* Goal of the exercise *
In the listing below, every line with the word "Copy" needs to be copied.
# # # # #
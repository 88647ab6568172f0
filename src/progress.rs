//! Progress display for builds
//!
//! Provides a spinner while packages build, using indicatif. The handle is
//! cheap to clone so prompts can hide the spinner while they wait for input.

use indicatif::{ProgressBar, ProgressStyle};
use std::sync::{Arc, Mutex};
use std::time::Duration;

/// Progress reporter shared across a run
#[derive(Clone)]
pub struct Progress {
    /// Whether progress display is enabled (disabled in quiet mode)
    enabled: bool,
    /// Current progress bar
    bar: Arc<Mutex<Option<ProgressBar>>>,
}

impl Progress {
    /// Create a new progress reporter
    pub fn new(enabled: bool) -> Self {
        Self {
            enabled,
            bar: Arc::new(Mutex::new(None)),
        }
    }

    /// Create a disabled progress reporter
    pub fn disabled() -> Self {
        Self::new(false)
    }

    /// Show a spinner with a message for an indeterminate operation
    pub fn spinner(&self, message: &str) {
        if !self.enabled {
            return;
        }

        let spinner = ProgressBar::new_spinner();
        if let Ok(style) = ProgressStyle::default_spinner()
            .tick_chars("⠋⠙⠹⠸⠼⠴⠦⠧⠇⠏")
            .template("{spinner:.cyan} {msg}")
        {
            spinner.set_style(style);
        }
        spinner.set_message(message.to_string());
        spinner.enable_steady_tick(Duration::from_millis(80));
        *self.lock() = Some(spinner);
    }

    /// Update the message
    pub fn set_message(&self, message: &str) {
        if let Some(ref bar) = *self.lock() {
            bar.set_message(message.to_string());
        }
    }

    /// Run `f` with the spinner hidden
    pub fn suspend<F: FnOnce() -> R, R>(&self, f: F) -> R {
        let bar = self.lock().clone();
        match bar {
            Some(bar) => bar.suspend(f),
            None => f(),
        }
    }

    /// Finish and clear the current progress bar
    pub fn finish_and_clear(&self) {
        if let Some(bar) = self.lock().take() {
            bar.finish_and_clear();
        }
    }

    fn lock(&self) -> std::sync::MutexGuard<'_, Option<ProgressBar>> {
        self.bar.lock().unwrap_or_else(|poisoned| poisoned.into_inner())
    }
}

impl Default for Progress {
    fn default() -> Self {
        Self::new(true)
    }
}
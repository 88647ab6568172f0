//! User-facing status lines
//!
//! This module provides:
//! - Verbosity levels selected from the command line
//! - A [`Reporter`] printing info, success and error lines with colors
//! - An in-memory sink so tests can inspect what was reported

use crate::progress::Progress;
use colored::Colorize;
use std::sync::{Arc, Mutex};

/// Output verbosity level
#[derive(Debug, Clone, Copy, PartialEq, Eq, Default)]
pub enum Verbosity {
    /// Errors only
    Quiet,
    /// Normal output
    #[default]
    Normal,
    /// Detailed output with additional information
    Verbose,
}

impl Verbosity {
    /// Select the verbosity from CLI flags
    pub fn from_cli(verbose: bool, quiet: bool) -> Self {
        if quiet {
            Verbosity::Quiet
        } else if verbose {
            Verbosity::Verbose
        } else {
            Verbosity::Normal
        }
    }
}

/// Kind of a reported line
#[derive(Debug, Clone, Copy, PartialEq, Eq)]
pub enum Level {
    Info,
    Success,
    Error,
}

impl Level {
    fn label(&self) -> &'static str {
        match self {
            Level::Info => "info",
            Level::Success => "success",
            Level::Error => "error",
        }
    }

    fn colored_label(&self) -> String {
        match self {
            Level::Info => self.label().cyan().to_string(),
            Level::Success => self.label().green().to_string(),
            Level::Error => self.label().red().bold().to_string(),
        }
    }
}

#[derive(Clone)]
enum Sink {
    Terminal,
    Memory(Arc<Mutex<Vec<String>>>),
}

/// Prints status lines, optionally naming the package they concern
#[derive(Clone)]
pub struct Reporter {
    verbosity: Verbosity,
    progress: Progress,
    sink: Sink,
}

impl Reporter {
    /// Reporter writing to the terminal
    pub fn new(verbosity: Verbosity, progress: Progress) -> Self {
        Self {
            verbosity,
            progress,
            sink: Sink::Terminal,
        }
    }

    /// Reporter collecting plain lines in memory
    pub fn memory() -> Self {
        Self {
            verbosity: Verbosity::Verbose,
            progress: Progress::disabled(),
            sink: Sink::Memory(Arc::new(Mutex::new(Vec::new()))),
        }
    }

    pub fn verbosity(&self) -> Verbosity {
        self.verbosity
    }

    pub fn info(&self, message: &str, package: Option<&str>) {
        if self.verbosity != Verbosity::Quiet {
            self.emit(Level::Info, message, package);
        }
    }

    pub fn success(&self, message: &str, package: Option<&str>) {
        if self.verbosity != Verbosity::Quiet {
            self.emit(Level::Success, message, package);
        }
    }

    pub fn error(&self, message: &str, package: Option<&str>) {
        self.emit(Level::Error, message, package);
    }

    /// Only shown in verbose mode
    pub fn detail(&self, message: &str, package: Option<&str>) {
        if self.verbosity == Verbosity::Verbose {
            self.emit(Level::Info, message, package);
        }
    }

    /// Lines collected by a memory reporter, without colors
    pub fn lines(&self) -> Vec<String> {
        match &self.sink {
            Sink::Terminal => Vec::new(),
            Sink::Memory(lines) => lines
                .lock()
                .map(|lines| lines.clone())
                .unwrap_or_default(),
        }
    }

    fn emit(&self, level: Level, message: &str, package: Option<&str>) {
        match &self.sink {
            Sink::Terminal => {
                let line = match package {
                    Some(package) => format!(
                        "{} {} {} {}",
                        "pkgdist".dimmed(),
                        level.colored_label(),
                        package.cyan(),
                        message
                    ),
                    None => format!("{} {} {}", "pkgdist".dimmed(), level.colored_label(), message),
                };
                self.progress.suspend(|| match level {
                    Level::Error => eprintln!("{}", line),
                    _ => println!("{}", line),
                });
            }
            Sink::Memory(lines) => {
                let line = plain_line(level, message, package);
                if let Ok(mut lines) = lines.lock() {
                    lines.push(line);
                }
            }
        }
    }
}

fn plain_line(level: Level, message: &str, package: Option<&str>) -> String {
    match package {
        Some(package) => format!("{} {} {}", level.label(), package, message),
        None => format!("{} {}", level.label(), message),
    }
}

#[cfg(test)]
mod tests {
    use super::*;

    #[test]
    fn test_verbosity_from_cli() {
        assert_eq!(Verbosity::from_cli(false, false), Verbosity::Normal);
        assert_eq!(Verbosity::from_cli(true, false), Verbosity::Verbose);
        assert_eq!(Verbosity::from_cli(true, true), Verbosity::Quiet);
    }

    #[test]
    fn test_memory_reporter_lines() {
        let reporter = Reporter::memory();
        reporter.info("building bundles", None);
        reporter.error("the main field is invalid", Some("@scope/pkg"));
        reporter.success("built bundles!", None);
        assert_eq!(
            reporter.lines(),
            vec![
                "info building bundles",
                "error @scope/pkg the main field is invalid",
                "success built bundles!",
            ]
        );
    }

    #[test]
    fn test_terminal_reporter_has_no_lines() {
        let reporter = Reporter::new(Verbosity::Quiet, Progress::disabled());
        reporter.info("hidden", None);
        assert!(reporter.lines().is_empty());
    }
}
# # # # #
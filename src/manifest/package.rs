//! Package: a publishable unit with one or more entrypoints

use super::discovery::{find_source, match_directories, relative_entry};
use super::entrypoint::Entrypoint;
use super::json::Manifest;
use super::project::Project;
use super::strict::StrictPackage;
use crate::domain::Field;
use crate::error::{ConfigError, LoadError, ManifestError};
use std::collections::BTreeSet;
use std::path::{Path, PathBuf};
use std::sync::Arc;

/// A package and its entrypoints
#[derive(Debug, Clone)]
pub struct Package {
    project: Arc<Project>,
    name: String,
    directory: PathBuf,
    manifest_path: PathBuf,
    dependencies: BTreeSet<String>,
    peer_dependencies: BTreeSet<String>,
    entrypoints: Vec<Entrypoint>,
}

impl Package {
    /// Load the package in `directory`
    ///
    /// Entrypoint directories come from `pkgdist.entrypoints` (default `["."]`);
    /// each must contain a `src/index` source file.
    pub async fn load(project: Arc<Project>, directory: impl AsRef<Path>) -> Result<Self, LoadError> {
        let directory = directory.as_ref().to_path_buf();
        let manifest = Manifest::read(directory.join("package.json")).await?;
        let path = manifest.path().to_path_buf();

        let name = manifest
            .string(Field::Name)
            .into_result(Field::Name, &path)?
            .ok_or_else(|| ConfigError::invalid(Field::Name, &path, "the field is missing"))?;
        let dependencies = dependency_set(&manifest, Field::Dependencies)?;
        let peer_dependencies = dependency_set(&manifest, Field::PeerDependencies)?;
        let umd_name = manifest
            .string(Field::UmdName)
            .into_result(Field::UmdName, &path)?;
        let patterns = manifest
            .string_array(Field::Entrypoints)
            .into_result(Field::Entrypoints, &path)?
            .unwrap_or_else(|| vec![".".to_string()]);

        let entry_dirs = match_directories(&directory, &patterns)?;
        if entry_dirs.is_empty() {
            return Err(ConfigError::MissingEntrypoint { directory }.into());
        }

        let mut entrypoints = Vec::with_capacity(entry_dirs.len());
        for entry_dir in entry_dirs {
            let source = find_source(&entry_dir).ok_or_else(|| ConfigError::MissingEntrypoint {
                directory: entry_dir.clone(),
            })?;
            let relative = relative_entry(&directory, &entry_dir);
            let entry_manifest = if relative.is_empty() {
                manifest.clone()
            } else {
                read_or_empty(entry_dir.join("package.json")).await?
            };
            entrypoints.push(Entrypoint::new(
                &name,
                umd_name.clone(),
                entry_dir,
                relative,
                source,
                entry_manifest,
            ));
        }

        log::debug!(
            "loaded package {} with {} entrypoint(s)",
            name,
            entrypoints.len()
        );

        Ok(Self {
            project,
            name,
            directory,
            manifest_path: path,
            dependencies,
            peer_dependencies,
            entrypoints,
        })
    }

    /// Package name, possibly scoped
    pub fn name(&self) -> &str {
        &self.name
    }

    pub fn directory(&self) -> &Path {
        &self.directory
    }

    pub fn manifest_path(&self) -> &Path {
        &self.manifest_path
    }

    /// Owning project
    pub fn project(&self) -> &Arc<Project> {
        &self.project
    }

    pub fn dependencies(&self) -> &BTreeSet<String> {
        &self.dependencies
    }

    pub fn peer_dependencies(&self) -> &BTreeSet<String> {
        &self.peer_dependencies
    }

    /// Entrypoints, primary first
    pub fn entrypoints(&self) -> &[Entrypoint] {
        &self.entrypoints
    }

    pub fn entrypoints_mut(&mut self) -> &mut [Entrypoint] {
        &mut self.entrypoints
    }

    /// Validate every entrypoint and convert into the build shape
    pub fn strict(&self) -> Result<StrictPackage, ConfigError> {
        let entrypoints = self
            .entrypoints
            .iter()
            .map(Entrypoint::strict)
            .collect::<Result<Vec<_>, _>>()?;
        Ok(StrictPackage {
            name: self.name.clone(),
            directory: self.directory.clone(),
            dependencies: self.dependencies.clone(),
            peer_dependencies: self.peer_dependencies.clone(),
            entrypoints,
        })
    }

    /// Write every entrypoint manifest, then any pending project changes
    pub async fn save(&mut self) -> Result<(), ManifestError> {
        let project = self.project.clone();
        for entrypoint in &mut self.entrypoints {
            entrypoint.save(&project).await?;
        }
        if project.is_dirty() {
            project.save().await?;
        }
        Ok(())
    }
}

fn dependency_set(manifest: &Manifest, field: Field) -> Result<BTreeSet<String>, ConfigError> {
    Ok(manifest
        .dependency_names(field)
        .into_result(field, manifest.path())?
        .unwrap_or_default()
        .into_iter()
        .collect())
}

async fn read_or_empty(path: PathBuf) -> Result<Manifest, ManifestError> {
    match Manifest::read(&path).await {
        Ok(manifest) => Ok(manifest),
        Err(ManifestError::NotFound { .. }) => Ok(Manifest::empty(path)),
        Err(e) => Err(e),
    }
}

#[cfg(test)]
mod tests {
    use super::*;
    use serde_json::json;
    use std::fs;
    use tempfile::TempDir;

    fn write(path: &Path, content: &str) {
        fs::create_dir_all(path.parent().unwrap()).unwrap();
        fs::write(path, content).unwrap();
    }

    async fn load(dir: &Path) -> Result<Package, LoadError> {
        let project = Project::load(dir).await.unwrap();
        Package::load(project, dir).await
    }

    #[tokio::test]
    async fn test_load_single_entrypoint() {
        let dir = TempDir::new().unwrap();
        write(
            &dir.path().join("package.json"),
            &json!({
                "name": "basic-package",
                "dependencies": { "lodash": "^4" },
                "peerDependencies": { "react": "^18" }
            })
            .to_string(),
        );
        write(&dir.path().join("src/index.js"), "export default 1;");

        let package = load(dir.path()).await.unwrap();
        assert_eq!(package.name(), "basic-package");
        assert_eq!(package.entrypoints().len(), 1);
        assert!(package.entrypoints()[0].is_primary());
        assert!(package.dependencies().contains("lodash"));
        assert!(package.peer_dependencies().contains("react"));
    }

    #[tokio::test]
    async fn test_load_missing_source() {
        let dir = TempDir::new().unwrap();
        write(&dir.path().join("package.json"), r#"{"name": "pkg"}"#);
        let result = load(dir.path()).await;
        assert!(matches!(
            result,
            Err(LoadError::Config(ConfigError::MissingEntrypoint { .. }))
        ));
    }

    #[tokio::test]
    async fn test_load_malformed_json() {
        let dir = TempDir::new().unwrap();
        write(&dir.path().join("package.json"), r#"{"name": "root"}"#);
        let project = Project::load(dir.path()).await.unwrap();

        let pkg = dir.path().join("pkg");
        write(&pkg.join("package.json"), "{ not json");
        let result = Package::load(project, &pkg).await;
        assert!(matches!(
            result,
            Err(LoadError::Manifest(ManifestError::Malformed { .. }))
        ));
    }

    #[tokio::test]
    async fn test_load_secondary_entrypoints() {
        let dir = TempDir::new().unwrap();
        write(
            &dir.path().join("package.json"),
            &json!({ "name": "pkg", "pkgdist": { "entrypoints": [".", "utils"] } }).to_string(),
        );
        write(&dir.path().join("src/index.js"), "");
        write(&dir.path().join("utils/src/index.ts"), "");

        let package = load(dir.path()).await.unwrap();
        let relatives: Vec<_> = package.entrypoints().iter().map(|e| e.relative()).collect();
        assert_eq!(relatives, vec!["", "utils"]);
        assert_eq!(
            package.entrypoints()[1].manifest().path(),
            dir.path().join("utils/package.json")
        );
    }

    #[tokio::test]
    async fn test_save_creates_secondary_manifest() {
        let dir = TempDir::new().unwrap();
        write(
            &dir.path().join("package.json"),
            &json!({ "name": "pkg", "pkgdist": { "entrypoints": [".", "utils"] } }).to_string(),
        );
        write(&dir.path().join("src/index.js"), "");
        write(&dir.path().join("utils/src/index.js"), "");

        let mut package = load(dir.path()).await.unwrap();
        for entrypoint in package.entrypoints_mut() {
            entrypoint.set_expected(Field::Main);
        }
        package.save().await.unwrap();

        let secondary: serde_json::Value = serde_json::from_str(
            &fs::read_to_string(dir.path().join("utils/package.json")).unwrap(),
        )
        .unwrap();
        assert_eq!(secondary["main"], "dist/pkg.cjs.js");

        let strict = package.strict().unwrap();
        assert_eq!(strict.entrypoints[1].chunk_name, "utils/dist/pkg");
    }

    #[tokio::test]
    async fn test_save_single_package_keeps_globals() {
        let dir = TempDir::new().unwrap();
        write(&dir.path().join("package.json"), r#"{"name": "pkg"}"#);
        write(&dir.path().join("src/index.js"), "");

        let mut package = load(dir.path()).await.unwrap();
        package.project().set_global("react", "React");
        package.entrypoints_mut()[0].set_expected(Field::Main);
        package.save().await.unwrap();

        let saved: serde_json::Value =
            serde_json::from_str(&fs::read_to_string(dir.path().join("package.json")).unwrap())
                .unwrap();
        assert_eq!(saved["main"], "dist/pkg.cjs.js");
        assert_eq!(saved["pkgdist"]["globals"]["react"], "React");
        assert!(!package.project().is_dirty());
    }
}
# # # # #
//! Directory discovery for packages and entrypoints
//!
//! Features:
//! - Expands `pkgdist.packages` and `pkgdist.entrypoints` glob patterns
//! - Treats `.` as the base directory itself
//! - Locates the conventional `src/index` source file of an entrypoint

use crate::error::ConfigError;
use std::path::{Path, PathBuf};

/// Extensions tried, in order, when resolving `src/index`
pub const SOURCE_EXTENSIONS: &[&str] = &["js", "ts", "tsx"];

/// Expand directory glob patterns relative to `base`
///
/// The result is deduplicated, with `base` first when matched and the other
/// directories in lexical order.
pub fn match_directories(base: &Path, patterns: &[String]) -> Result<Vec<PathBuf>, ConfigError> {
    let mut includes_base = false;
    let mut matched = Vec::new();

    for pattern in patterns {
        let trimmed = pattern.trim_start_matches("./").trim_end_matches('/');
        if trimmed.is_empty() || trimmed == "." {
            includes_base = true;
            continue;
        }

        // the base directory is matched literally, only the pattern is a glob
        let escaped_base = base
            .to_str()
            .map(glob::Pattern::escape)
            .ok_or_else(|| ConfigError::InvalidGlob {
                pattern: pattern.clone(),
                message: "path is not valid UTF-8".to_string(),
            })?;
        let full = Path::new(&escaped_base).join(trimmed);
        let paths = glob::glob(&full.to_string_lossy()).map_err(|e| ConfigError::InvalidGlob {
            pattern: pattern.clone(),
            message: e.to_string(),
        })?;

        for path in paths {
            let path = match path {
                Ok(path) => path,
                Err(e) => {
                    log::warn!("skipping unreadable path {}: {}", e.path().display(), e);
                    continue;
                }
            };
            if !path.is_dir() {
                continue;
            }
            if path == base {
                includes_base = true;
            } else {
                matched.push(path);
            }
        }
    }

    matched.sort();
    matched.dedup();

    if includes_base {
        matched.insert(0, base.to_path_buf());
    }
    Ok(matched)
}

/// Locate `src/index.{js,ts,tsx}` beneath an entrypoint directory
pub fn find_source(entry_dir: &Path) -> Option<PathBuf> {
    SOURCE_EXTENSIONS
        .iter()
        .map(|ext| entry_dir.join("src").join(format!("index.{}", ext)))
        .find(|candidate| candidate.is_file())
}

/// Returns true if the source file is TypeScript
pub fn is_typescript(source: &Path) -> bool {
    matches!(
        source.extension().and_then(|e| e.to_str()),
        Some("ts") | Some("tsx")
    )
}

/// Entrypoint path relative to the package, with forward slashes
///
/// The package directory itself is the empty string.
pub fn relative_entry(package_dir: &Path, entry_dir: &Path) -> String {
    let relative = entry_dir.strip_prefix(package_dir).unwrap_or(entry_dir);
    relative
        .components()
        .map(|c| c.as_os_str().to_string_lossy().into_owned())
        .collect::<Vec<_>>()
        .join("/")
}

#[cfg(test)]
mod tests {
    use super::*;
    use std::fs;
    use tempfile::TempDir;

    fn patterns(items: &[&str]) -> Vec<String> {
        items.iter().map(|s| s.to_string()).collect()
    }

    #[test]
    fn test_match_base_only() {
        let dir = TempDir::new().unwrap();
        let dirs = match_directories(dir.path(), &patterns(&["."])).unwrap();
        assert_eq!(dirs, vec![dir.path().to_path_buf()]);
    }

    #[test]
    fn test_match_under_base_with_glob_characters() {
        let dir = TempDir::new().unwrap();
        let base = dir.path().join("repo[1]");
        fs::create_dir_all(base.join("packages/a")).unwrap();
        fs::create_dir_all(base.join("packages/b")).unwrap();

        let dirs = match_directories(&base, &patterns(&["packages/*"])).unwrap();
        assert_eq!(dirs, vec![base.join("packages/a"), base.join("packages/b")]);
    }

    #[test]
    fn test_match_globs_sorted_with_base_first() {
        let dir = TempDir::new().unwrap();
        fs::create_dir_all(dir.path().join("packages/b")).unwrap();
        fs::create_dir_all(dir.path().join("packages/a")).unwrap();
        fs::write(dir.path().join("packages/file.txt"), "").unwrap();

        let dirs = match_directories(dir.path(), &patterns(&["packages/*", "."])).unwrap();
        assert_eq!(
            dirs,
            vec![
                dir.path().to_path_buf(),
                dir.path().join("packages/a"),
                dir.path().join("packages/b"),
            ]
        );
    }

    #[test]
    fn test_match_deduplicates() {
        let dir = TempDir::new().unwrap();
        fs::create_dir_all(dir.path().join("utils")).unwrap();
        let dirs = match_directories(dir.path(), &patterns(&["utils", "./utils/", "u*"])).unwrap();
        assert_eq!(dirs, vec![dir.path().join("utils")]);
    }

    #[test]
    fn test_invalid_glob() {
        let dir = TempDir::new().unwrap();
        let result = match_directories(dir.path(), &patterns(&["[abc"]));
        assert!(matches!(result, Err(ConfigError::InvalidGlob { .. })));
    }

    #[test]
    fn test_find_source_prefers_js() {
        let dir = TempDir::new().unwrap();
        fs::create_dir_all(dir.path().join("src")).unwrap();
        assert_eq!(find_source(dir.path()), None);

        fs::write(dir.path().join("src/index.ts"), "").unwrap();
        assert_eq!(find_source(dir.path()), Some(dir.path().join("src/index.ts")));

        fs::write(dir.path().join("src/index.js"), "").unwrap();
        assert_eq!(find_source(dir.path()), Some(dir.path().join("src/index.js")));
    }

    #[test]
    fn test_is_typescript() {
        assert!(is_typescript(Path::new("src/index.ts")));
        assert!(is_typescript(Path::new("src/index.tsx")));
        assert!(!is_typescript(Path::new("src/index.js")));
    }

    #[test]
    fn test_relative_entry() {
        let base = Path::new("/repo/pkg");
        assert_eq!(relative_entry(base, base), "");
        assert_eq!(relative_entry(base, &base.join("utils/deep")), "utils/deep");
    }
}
# # # # #
* Output *
#[derive(Debug, Clone, Copy, PartialEq, Eq, Default)]
#[derive(Debug, Clone, Copy, PartialEq, Eq)]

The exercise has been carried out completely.